In tempi così duri per la società, solitamente anche alla Chiesa è richiesto uno sforzo ulteriore di vicinanza alle persone, con iniziative tese a rinforzare il senso della comunità: per chi crede, anche e soprattutto attraverso la preghiera.
Per questo motivo i religiosi mariglianesi hanno organizzato un momento di raccoglimento che, pur vissuto da lontano, vuole essere collettivo: venerdì 20 marzo, a partire dalle ore 10:45, all’interno della Collegiata Chiesa “Santa Maria delle Grazie” avrà luogo l’adorazione eucaristica che coinvolgerà, oltre ai presbiteri della città, anche il sindaco Antonio Carpino. Alle 11, poi, avrà inizio la preghiera rivolta ai santi patroni di Marigliano: san Sebastiano, san Vito e san Rocco, da sempre considerati potenti intercessori contri le pandemie. Per chi non lo sapesse, infatti, san Sebastiano e san Rocco vengono invocati e raffigurati a protezione contro la peste sia in pale d’altare che in affreschi collocati nei cimiteri, ma anche nella dedicazione di numerose chiese. Questo perché l’agiografia sostiene che san Sebastiano sopravvisse alle frecce (perse le vita successivamente, per fustigazione) e san Rocco sopravvisse alla peste, il che li rese di conseguenza i simboli dei salvati da una morte che generava piaghe o ferite, analoga appunto alla peste.

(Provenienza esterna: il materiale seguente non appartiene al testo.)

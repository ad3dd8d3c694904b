//! Encoding options and their validation.

use draco_core::{Encoder, GeometryAttributeType, PointCloud, MAX_QUANTIZATION_BITS};
use tracing::debug;

use crate::error::BridgeError;

pub const MAX_COMPRESSION_LEVEL: i32 = 10;

/// Encoder settings, with the same defaults as the `draco_encoder` tool.
///
/// A negative quantization value for texture coordinates, normals or generic
/// attributes removes those attributes before encoding. Zero keeps them
/// unquantized.
#[derive(Debug, Clone, PartialEq, Eq)]
pub struct EncodeOptions {
    pub is_point_cloud: bool,
    pub pos_quantization_bits: i32,
    pub tex_coords_quantization_bits: i32,
    pub tex_coords_deleted: bool,
    pub normals_quantization_bits: i32,
    pub normals_deleted: bool,
    pub generic_quantization_bits: i32,
    pub generic_deleted: bool,
    /// 0 (fastest) to 10 (smallest output).
    pub compression_level: i32,
    /// Merge points that became identical after attribute deletion.
    pub deduplicate_point_ids: bool,
}

impl Default for EncodeOptions {
    fn default() -> Self {
        Self {
            is_point_cloud: false,
            pos_quantization_bits: 11,
            tex_coords_quantization_bits: 10,
            tex_coords_deleted: false,
            normals_quantization_bits: 8,
            normals_deleted: false,
            generic_quantization_bits: 8,
            generic_deleted: false,
            compression_level: 7,
            deduplicate_point_ids: true,
        }
    }
}

impl EncodeOptions {
    fn quantized_attributes(&self) -> [(GeometryAttributeType, i32); 4] {
        [
            (GeometryAttributeType::Position, self.pos_quantization_bits),
            (GeometryAttributeType::TexCoord, self.tex_coords_quantization_bits),
            (GeometryAttributeType::Normal, self.normals_quantization_bits),
            (GeometryAttributeType::Generic, self.generic_quantization_bits),
        ]
    }

    /// Checks every option that can be judged without the geometry. Stops at
    /// the first problem.
    pub fn validate(&self) -> Result<(), BridgeError> {
        for (att_type, bits) in self.quantized_attributes() {
            if bits > MAX_QUANTIZATION_BITS {
                return Err(BridgeError::QuantizationBitsTooLarge {
                    attribute: att_type.name(),
                    bits,
                    max: MAX_QUANTIZATION_BITS,
                });
            }
        }
        if self.pos_quantization_bits < 0 {
            return Err(BridgeError::PositionSkipped);
        }
        if !(0..=MAX_COMPRESSION_LEVEL).contains(&self.compression_level) {
            return Err(BridgeError::CompressionLevelOutOfRange(self.compression_level));
        }
        Ok(())
    }

    /// Deletes every texture coordinate, normal and generic attribute whose
    /// bits are negative and records the deletion in the matching flag.
    /// Returns whether any attribute was removed.
    pub fn apply_attribute_deletions(&mut self, pc: &mut PointCloud) -> bool {
        let mut any = false;
        let targets = [
            (GeometryAttributeType::TexCoord, self.tex_coords_quantization_bits, &mut self.tex_coords_deleted),
            (GeometryAttributeType::Normal, self.normals_quantization_bits, &mut self.normals_deleted),
            (GeometryAttributeType::Generic, self.generic_quantization_bits, &mut self.generic_deleted),
        ];
        for (att_type, bits, deleted) in targets {
            if bits >= 0 {
                continue;
            }
            if pc.num_named_attributes(att_type) > 0 {
                *deleted = true;
                any = true;
            }
            while pc.num_named_attributes(att_type) > 0 {
                pc.delete_attribute(pc.named_attribute_id_at(att_type, 0));
            }
            debug!(attribute = att_type.name(), "attribute skipped");
        }
        any
    }

    pub fn any_attribute_deleted(&self) -> bool {
        self.tex_coords_deleted || self.normals_deleted || self.generic_deleted
    }

    /// Codec speed for the configured compression level.
    pub fn speed(&self) -> i32 {
        MAX_COMPRESSION_LEVEL - self.compression_level
    }

    /// An encoder with quantization set for every attribute type whose bits
    /// are positive, and both speeds set to [`speed`](Self::speed).
    pub fn configure_encoder(&self) -> Encoder {
        let mut encoder = Encoder::new();
        for (att_type, bits) in self.quantized_attributes() {
            if bits > 0 {
                encoder.set_attribute_quantization(att_type, bits);
            }
        }
        encoder.set_speed_options(self.speed(), self.speed());
        encoder
    }
}

#[cfg(test)]
mod tests {
    use super::*;
    use draco_core::PointAttribute;
    use proptest::prelude::*;

    fn cloud_with(types: &[GeometryAttributeType]) -> PointCloud {
        let mut pc = PointCloud::new();
        pc.add_attribute(PointAttribute::from_f32_values(
            GeometryAttributeType::Position,
            3,
            &[0.0, 0.0, 0.0, 1.0, 1.0, 1.0],
        ));
        for &t in types {
            pc.add_attribute(PointAttribute::from_f32_values(t, 2, &[0.0, 0.5, 1.0, 0.5]));
        }
        pc
    }

    #[test]
    fn test_defaults() {
        let options = EncodeOptions::default();
        assert_eq!(options.pos_quantization_bits, 11);
        assert_eq!(options.tex_coords_quantization_bits, 10);
        assert_eq!(options.normals_quantization_bits, 8);
        assert_eq!(options.generic_quantization_bits, 8);
        assert_eq!(options.compression_level, 7);
        assert!(!options.any_attribute_deleted());
        assert!(options.validate().is_ok());
    }

    #[test]
    fn test_first_violation_wins() {
        let options = EncodeOptions {
            tex_coords_quantization_bits: 31,
            normals_quantization_bits: 40,
            ..Default::default()
        };
        match options.validate() {
            Err(BridgeError::QuantizationBitsTooLarge { attribute, bits, .. }) => {
                assert_eq!(attribute, "texture coordinate");
                assert_eq!(bits, 31);
            }
            other => panic!("unexpected {:?}", other),
        }
    }

    #[test]
    fn test_negative_position_bits() {
        let options = EncodeOptions {
            pos_quantization_bits: -1,
            ..Default::default()
        };
        assert!(matches!(options.validate(), Err(BridgeError::PositionSkipped)));
    }

    #[test]
    fn test_compression_level_range() {
        for level in [-1, 11] {
            let options = EncodeOptions {
                compression_level: level,
                ..Default::default()
            };
            assert!(matches!(
                options.validate(),
                Err(BridgeError::CompressionLevelOutOfRange(l)) if l == level
            ));
        }
    }

    #[test]
    fn test_deletes_every_tex_coord_attribute() {
        let mut pc = cloud_with(&[
            GeometryAttributeType::TexCoord,
            GeometryAttributeType::Normal,
            GeometryAttributeType::TexCoord,
        ]);
        let mut options = EncodeOptions {
            tex_coords_quantization_bits: -1,
            ..Default::default()
        };
        assert!(options.apply_attribute_deletions(&mut pc));
        assert_eq!(pc.num_named_attributes(GeometryAttributeType::TexCoord), 0);
        assert_eq!(pc.num_named_attributes(GeometryAttributeType::Normal), 1);
        assert!(options.tex_coords_deleted);
        assert!(!options.normals_deleted);
        assert!(options.any_attribute_deleted());
    }

    #[test]
    fn test_negative_bits_without_attribute_sets_no_flag() {
        let mut pc = cloud_with(&[]);
        let mut options = EncodeOptions {
            normals_quantization_bits: -1,
            generic_quantization_bits: -1,
            ..Default::default()
        };
        assert!(!options.apply_attribute_deletions(&mut pc));
        assert!(!options.any_attribute_deleted());
        assert_eq!(pc.num_attributes(), 1);
    }

    #[test]
    fn test_configure_encoder() {
        let options = EncodeOptions {
            tex_coords_quantization_bits: 0,
            normals_quantization_bits: -1,
            ..Default::default()
        };
        let encoder = options.configure_encoder();
        let opts = encoder.options();
        assert_eq!(opts.get_quantization_bits(GeometryAttributeType::Position), 11);
        assert_eq!(opts.get_quantization_bits(GeometryAttributeType::TexCoord), 0);
        assert_eq!(opts.get_quantization_bits(GeometryAttributeType::Normal), 0);
        assert_eq!(opts.get_quantization_bits(GeometryAttributeType::Generic), 8);
        assert_eq!(opts.get_encoding_speed(), 3);
        assert_eq!(opts.get_decoding_speed(), 3);
    }

    proptest! {
        #[test]
        fn speed_is_ten_minus_level(level in 0i32..=10) {
            let options = EncodeOptions { compression_level: level, ..Default::default() };
            prop_assert!(options.validate().is_ok());
            prop_assert_eq!(options.speed(), 10 - level);
            prop_assert_eq!(options.configure_encoder().options().get_encoding_speed(), 10 - level);
        }

        #[test]
        fn bits_above_thirty_are_rejected(bits in 31i32..1000, which in 0usize..4) {
            let mut options = EncodeOptions::default();
            match which {
                0 => options.pos_quantization_bits = bits,
                1 => options.tex_coords_quantization_bits = bits,
                2 => options.normals_quantization_bits = bits,
                _ => options.generic_quantization_bits = bits,
            }
            let rejected = matches!(
                options.validate(),
                Err(BridgeError::QuantizationBitsTooLarge { .. })
            );
            prop_assert!(rejected);
        }
    }
}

Tempi nuovi, emergenze antiche, vecchi rimedi? Intanto i rappresentanti delle parrocchie presenti e attive sul territorio comunale, insieme alla massima carica della politica mariglianese, il primo cittadino, si riuniscono in preghiera per invocare l’intercessione dei santi patroni in questi giorni di profonde difficoltà, spirituali, emotive, sociali, sanitarie ed economiche.
“Unisciti spiritualmente alla nostra preghiera”, afferma il messaggio evidenziato sulla locandina. Sì, perché la prima raccomandazione è quella di restare a casa: non c’è bisogno di recarsi fisicamente in chiesa per partecipare al momento di raccoglimento, questo per tutelare la salute di tutti ed evitare complicazioni da contagio. Lo rimarca anche don Lino D’Onofrio, parroco della Collegiata, che ha scelto di non organizzare live streaming e dirette Facebook delle funzioni: “In questa fase così delicata evitiamo ridondanze e cerchiamo di richiamare l’attenzione all’essenziale, che come sappiamo è invisibile agli occhi”.
Dopo 76 anni, dunque, si torna a san Sebastiano per invocare protezione e salvezza. Era il 18 marzo del 1944 quando il Vesuvio eruttò per l’ultima volta. Oltre diecimila persone furono costrette all’evacuazione e solo la direzione dei venti preservò la città di Napoli dalla nuvola di cenere e lapilli. Una voce di popolo che si rincorre da tempo immemore racconta che oltre un secolo fa la statua di san Sebastiano (realizzata da Domenico Di Pinto) contribuì con le sue braccia alzate a fermare la cenere del Vesuvio durante l’eruzione del 1913: quell’anno però non si registrò alcuna attività sul vulcano partenopeo, il cui cratere fu invece letteralmente riempito dall’attività stromboliana di luglio.
Oggi il vulcano è monitorato h24 dall’Osservatorio Vesuviano, ma a quanto pare le persone non disdegnano un’occhiata guardinga in più dal cielo: eppure quaggiù sono proprio le persone che oggi possono fare tantissimo contro l’espansione del contagio da COVID-19. Si resta a casa e si prega e ci si sostiene a distanza, per sentirsi parte di qualcosa che ci appartiene sempre e comunque: la nostra comunità.